Where the records below reach the line containing "pub fn formatter(&self)", start transcribing, and end with the line containing "pub fn render(&self, entry: &LogEntry)", exactly and with nothing else added.
[INPUT MATERIAL — start]
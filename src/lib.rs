//! # Temp-mail bot logging engine
//!
//! Named loggers built from a shared [`LoggerConfiguration`], dispatching each entry
//! synchronously to a list of handlers after a list of filters has accepted it.
//!
//! ## Features
//!
//! - **Composable pipeline**: console, daily-rotating file, SQLite and in-memory handlers;
//!   level, time-window and category filters; template, logfmt and JSON formatters
//! - **Failure isolation**: a failing or panicking handler never stops the others and
//!   never reaches the caller
//! - **Scopes and ambient context**: per-logger scopes plus a context stack that follows
//!   threads and tokio tasks
//! - **JSON settings**: build a configuration from the host's `Logging` section
//!
//! ## Example
//!
//! ```
//! use std::sync::Arc;
//! use tempmail_logging::prelude::*;
//!
//! let memory = Arc::new(MemoryHandler::new());
//! let configuration = LoggerConfiguration::new().with_minimum_level(LogLevel::Debug);
//! configuration.add_handler(memory.clone());
//!
//! let factory = LoggerFactory::new(configuration.shared());
//! let logger = factory.create_logger("Telegram.Core");
//! logger.info_template("Mailbox {Address} created", &["a1b2@tmp.io".into()]);
//!
//! assert_eq!(memory.messages(), ["Mailbox a1b2@tmp.io created"]);
//! ```

pub mod core;
pub mod filters;
pub mod formatters;
pub mod handlers;
pub mod macros;
pub mod settings;

pub mod prelude {
    pub use crate::core::{
        properties, ExceptionInfo, FieldValue, Filter, Formatter, Handler, LogContext, LogEntry,
        LogLevel, Logger, LoggerConfiguration, LoggerError, LoggerFactory, LoggerProvider,
        Properties, Result, ScopeState,
    };
    pub use crate::filters::{CategoryFilter, LevelFilter, TimeFilter};
    pub use crate::formatters::{JsonFormatter, StructuredFormatter, TemplateFormatter};
    #[cfg(feature = "database")]
    pub use crate::handlers::DatabaseHandler;
    #[cfg(feature = "file")]
    pub use crate::handlers::FileHandler;
    pub use crate::handlers::{ConsoleHandler, MemoryHandler};
    pub use crate::settings::LoggingSettings;
}

pub use core::{
    ExceptionInfo, FieldValue, LogContext, LogEntry, LogLevel, Logger, LoggerConfiguration,
    LoggerError, LoggerFactory, LoggerMetrics, LoggerProvider, Properties, Result, ScopeGuard,
    ScopeState,
};
pub use settings::{ComponentRegistry, LoggingSettings};
//! Handler implementations

pub mod console;
#[cfg(feature = "database")]
pub mod database;
#[cfg(feature = "file")]
pub mod file;
pub mod memory;

pub use console::{ConsoleHandler, ConsoleTarget};
#[cfg(feature = "database")]
pub use database::{DatabaseHandler, StoredLog};
#[cfg(feature = "file")]
pub use file::FileHandler;
pub use memory::MemoryHandler;

use std::sync::Arc;

use crate::core::{Formatter, LogEntry, Result};
use crate::formatters::TemplateFormatter;

/// Formatter plus optional template override shared by the text handlers
#[derive(Clone)]
pub struct Rendering {
    formatter: Arc<dyn Formatter>,
    template: Option<String>,
}

impl Rendering {
    pub fn new(formatter: Arc<dyn Formatter>) -> Self {
        Self {
            formatter,
            template: None,
        }
    }

    #[must_use]
    pub fn with_template(mut self, template: Option<String>) -> Self {
        self.template = template;
        self
    }

    pub fn formatter(&self) -> &Arc<dyn Formatter> {
        &self.formatter
    }

    pub fn template(&self) -> Option<&str> {
        self.template.as_deref()
    }

    pub fn render(&self, entry: &LogEntry) -> Result<String> {
        match self.template {
            Some(ref template) => self.formatter.format_with_template(entry, template),
            None => self.formatter.format(entry),
        }
    }
}

impl Default for Rendering {
    fn default() -> Self {
        Self::new(Arc::new(TemplateFormatter::new()))
    }
}

impl std::fmt::Debug for Rendering {
    fn fmt(&self, f: &mut std::fmt::Formatter<'_>) -> std::fmt::Result {
        f.debug_struct("Rendering")
            .field("formatter", &self.formatter.name())
            .field("template", &self.template)
            .finish()
    }
}

#[cfg(test)]
mod tests {
    use super::*;
    use crate::core::LogLevel;
    use crate::formatters::JsonFormatter;

    #[test]
    fn test_template_override() {
        let entry = LogEntry::new("Client.Data", LogLevel::Info, "ready");
        let rendering = Rendering::default().with_template(Some("{Level}:{Message}".into()));
        assert_eq!(rendering.render(&entry).unwrap(), "INFO:ready");
        assert_eq!(rendering.template(), Some("{Level}:{Message}"));
    }

    #[test]
    fn test_formatter_choice() {
        let entry = LogEntry::new("Client.Data", LogLevel::Info, "ready");
        let rendering = Rendering::new(Arc::new(JsonFormatter::new()));
        assert!(rendering.render(&entry).unwrap().starts_with('{'));
        assert_eq!(rendering.formatter().name(), "json");
    }
}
[INPUT MATERIAL — finish]
_REPLY_
    pub fn formatter(&self) -> &Arc<dyn Formatter> {
        &self.formatter
    }

    pub fn template(&self) -> Option<&str> {
        self.template.as_deref()
    }

    pub fn render(&self, entry: &LogEntry) -> Result<String> {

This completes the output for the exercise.